The Liverpool Problem: Moneyball

It was a night of endless possibility. Somewhere in the bowels of FSG Headquarters resided a machine of incalcuable calculating and computing prowess. Sheer bulk, it stood all of thirty foot high and measured on a good day at least seventy foot long. It’s dark frame gave rise to thoughts of a gothic mutant printing press. It’s flying buttresses didn’t help. Its constant whirring pieces and barely discernible inner workings were all an oily black. Some say it was built by a crazed mathematician with a fetish for horror and engineering. Others say it was just always there, right where it stood, and that the building was designed around it.

Whatever its origin, it was now used by John Henry as the sole intellectual thrust behind his fabled moneyball method of operation.
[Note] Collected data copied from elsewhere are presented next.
//! Designer session: the placement, drag and undo workflow.
//!
//! This module is split into submodules:
//! - `placement`: click-to-place, selection, removal
//! - `drag`: pointer drag of placed items
//! - `history`: undo/redo
//! - `file_io`: layout records
//! - `collaborators`: background upload and export

mod collaborators;
mod drag;
mod file_io;
mod history;
mod placement;

use chrono::{DateTime, Utc};
use planmark_core::{search, Classification, DesignerError, DesignerResult, Symbol, SymbolCatalog, SymbolId};
use planmark_settings::Config;

use crate::export::PageSize;
use crate::history::{HistoryManager, DEFAULT_HISTORY_LIMIT};
use crate::model::{ItemId, PlacedItem};
use crate::serialization::Background;
use crate::summary::{summarize, SymbolCount};
use crate::viewport::CoordinateMapper;

/// Pick radius for hit testing, in percent of the canvas.
pub const DEFAULT_HIT_RADIUS: f64 = 2.0;

/// What a canvas click places.
#[derive(Debug, Clone, Copy, PartialEq, Eq, Default)]
pub enum PlacementMode {
    #[default]
    Symbol,
    Annotation,
}

/// Pointer interaction state.
///
/// `Armed` is a press on an item that has not moved yet; it only selects.
/// The first move turns it into `Dragging`, which records one undo entry.
#[derive(Debug, Clone, PartialEq, Default)]
pub enum DragState {
    #[default]
    Idle,
    Armed {
        item_id: ItemId,
    },
    Dragging {
        item_id: ItemId,
        /// Items as they were before the drag began. A drop that leaves the
        /// items equal to this retracts the undo entry the drag recorded.
        preceding: Vec<PlacedItem>,
    },
}

/// Result of a pointer press or click.
#[derive(Debug, Clone, PartialEq, Eq)]
pub enum PointerOutcome {
    /// A new item was placed.
    Placed(ItemId),
    /// An existing item was pressed and selected.
    Selected(ItemId),
    /// The click belongs to a press, drag or release already handled by
    /// the pointer workflow and was ignored.
    Suppressed,
}

/// Designer session state.
#[derive(Debug, Clone)]
pub struct DesignerSession {
    classification: Classification,
    catalog: SymbolCatalog,
    background: Option<Background>,
    history: HistoryManager<Vec<PlacedItem>>,
    mapper: CoordinateMapper,
    snap_to_grid: bool,
    mode: PlacementMode,
    selected_symbol: Option<Symbol>,
    annotation_draft: String,
    selected_item: Option<ItemId>,
    drag: DragState,
    /// A `pointer_down` started the current pointer interaction.
    pressed: bool,
    /// The next `click` closes an interaction `pointer_up` already handled.
    swallow_click: bool,
    hit_radius: f64,
    page: PageSize,
    is_modified: bool,
    updated_at: DateTime<Utc>,
}

impl DesignerSession {
    /// Creates a session with default settings and the standard catalog.
    pub fn new(classification: Classification) -> Self {
        Self {
            classification,
            catalog: SymbolCatalog::standard(),
            background: None,
            history: HistoryManager::with_depth(Vec::new(), DEFAULT_HISTORY_LIMIT),
            mapper: CoordinateMapper::default(),
            snap_to_grid: false,
            mode: PlacementMode::Symbol,
            selected_symbol: None,
            annotation_draft: String::new(),
            selected_item: None,
            drag: DragState::Idle,
            pressed: false,
            swallow_click: false,
            hit_radius: DEFAULT_HIT_RADIUS,
            page: PageSize::default(),
            is_modified: false,
            updated_at: Utc::now(),
        }
    }

    /// Creates a session from application configuration.
    pub fn with_config(config: &Config) -> Self {
        let designer = &config.designer;
        let mut session = Self::new(designer.default_classification);
        session.history = HistoryManager::with_depth(Vec::new(), designer.history_limit);
        session.mapper = CoordinateMapper::new(designer.grid_step);
        session.snap_to_grid = designer.snap_to_grid;
        session.page = PageSize::from(&config.export);
        session
    }

    /// Replaces the symbol catalog.
    pub fn with_catalog(mut self, catalog: SymbolCatalog) -> Self {
        self.catalog = catalog;
        self.revalidate_selected_symbol();
        self
    }

    /// Items currently on the canvas, in drawing order.
    pub fn items(&self) -> &[PlacedItem] {
        self.history.current()
    }

    pub fn item(&self, id: &ItemId) -> Option<&PlacedItem> {
        crate::item_store::find(self.items(), id)
    }

    /// Symbol counts for the current items.
    pub fn summary(&self) -> Vec<SymbolCount> {
        summarize(self.items())
    }

    pub fn classification(&self) -> Classification {
        self.classification
    }

    /// Switches the active catalog partition.
    ///
    /// Placed items keep their copied symbol fields.
    pub fn set_classification(&mut self, classification: Classification) {
        if self.classification != classification {
            self.classification = classification;
            self.revalidate_selected_symbol();
            self.touch();
        }
    }

    pub fn catalog(&self) -> &SymbolCatalog {
        &self.catalog
    }

    /// Symbols of the active classification.
    pub fn available_symbols(&self) -> &[Symbol] {
        self.catalog.symbols(self.classification)
    }

    /// Searches the active classification's symbols.
    pub fn search_symbols(&self, query: &str) -> Vec<&Symbol> {
        search(self.available_symbols(), query)
    }

    pub fn mode(&self) -> PlacementMode {
        self.mode
    }

    pub fn set_mode(&mut self, mode: PlacementMode) {
        self.mode = mode;
    }

    /// Selects a catalog symbol for placement and switches to symbol mode.
    pub fn select_symbol(&mut self, id: &SymbolId) -> DesignerResult<()> {
        let symbol = self
            .catalog
            .find(self.classification, id)
            .cloned()
            .ok_or_else(|| DesignerError::UnknownSymbol { id: id.to_string() })?;
        self.selected_symbol = Some(symbol);
        self.mode = PlacementMode::Symbol;
        Ok(())
    }

    pub fn clear_symbol_selection(&mut self) {
        self.selected_symbol = None;
    }

    pub fn selected_symbol(&self) -> Option<&Symbol> {
        self.selected_symbol.as_ref()
    }

    pub fn set_annotation_draft(&mut self, text: impl Into<String>) {
        self.annotation_draft = text.into();
    }

    pub fn annotation_draft(&self) -> &str {
        &self.annotation_draft
    }

    pub fn background(&self) -> Option<&Background> {
        self.background.as_ref()
    }

    /// Sets the background. Does not touch placed items or history.
    pub fn set_background(&mut self, background: Background) {
        tracing::info!(
            "Background set to {} ({:?})",
            background.file_name,
            background.file_type
        );
        self.background = Some(background);
        self.touch();
    }

    pub fn snap_to_grid(&self) -> bool {
        self.snap_to_grid
    }

    /// Toggles grid snapping for subsequent placements and drags.
    pub fn set_snap_to_grid(&mut self, enabled: bool) {
        if self.snap_to_grid != enabled {
            self.snap_to_grid = enabled;
            self.touch();
        }
    }

    pub fn mapper(&self) -> &CoordinateMapper {
        &self.mapper
    }

    pub fn hit_radius(&self) -> f64 {
        self.hit_radius
    }

    pub fn set_hit_radius(&mut self, radius: f64) {
        if radius.is_finite() && radius >= 0.0 {
            self.hit_radius = radius;
        }
    }

    pub fn page_size(&self) -> PageSize {
        self.page
    }

    pub fn selected_item_id(&self) -> Option<&ItemId> {
        self.selected_item.as_ref()
    }

    pub fn drag_state(&self) -> &DragState {
        &self.drag
    }

    /// Whether there are unsaved changes.
    pub fn is_modified(&self) -> bool {
        self.is_modified
    }

    pub fn updated_at(&self) -> DateTime<Utc> {
        self.updated_at
    }

    /// Forgets any in-flight pointer interaction.
    fn reset_pointer(&mut self) {
        self.drag = DragState::Idle;
        self.pressed = false;
        self.swallow_click = false;
    }

    fn touch(&mut self) {
        self.is_modified = true;
        self.updated_at = Utc::now();
    }

    /// Records the current items, then replaces them.
    fn commit_items(&mut self, items: Vec<PlacedItem>) {
        self.history.commit(items);
        self.touch();
    }

    fn revalidate_selected_symbol(&mut self) {
        let still_available = self
            .selected_symbol
            .as_ref()
            .is_some_and(|s| self.catalog.find(self.classification, &s.id).is_some());
        if !still_available {
            self.selected_symbol = None;
        }
    }

    /// Drops the item selection if the item is gone.
    fn revalidate_selection(&mut self) {
        if let Some(id) = &self.selected_item {
            if !crate::item_store::contains(self.items(), id) {
                self.selected_item = None;
            }
        }
    }
}

impl Default for DesignerSession {
    fn default() -> Self {
        Self::new(Classification::default())
    }
}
Having never failed him as he oversaw the resurgence of the Redsox he was now aiming its limitless economical nous at ‘The Liverpool Problem’.

The January transfer window had thrown up the Torres conundrum. The doe eyed Spaniard became an out of form spanner in the works with only days of business left. The machine had come through in that instance, and a feisty Urugayan had arrived accompanied by a Newcastle target man with as big a transfer fee as had been seen in the English game.

But the machine was once again being called into action, on this aforementioned night of endless possibility. John Henry filed into the machines underground cathedral flanked by two figures completely concealed in purple robes. He took a vial of dark syrupy liquid from his jacket. The machine had somehow assimilated a clock into its workings at some point in its clouded history and it then dramatically chimed midnight.

As the clock steadily tolled out the hours Henry held the vial aloft and his voice rang loud and clear, ‘I John W. Henry bring forth this sacred virgin blood and implore the great calculating one to reveal the mysteries I set before it’. As the two robed figures began to chant, a jagged drawer slid open on a compartment at the front of the machine. It screeched as it slid to a standstill. If one was to look upon the inside they might have fathomed that it was a rich deep red velvet, but if pressed to touch, they would have refused on the grounds that it looked like it was heaving with breathe. And they might have been right.

Henry stepped forward and steadily poured the blood into the velvet drawer, which accepted the offering by allowing it to seep down into the fabric. With its appetite apparently sated, the drawer slid closed. As the last chime of midnight died down, Henry dropped to his knees and declared his question. ‘O ancient and knowing one. Who in your exalted opinion is the ideal candidate to lead Liverpool Football Club?’.

In something akin to another dimension that lay at the heart of the machines oily leaden mass, a great shattering of possible possibilities began. Atoms collided. The fabric of existence was stripped down to a legible series of esoteric hieroglyphs. The machine was at work deducing from all available knowledge who was to be the next successor to the Anfield Throne. John Henry waited. He looked upon the machine but could not focus upon it. Whenever he gazed on it he felt as if some incomprehensible intelligence was probing his soul through his eye sockets.

As was customary when it was calculating something it produced some residual output. A small door became apparent in its side, and then slid upward to reveal a completely black scowling penguin with brilliant orange eyes. It cocked its head at Henry who vaguely acknowledged it with the air of a man who was sick to the gills of seeing angry little penguins with orange eyes appear from the side of other worldly machines. He made an absent minded hand gesture and the two robed figures set about herding the penguin to a side room. As the angry little penguin entered this room thousands of glaring orange eyes turned to greet him. He did the penguin equivalent of a shrug and waddled off into their midst.

A solution was found in the depths of the universe that resided at the heart of the machine. It seared towards what was akin to reality in a super nova blaze and was finally, after some clanking of metal and whirring of cogs, translated to something legible to the eyes of John Henry. A thin strip of paper was fed from the machine. Henry pulled at it and began to read what it said. He read with the ever quickening speed of a man who is not liking what he’s seeing but is desperately trying to get to the end in the hope of finding some form of redemptive information. He got to the end and his shoulders sagged. He had not found what he was looking for. The strip of paper fell from his hand and landed on the floor.

Henry rubbed his forehead and massaged his hip, ‘I thought we had this goddamned club figured out, I thought we had our man. Oh boy, Kenny is not gonna be happy with this’. He seemed to collect himself and took out his phone. As he was leaving the room, once again flanked by the robed figures, he talked to his secretary ‘Get me Linda on the line, I need her to wash my Liverpool kit, I’ve got a five a side on the astro tonight. Oh and we need to employ another zookeeper to take care of those goddamned penguins’.

As Henrys voice faded away down some neon lit hallway the crumpled strip of paper lay forlornly on the ground. The name of the next Liverpool manager was etched onto it in a dark ink. Two important words sat next to eachother at the end of a sentence. Daniel Leydon.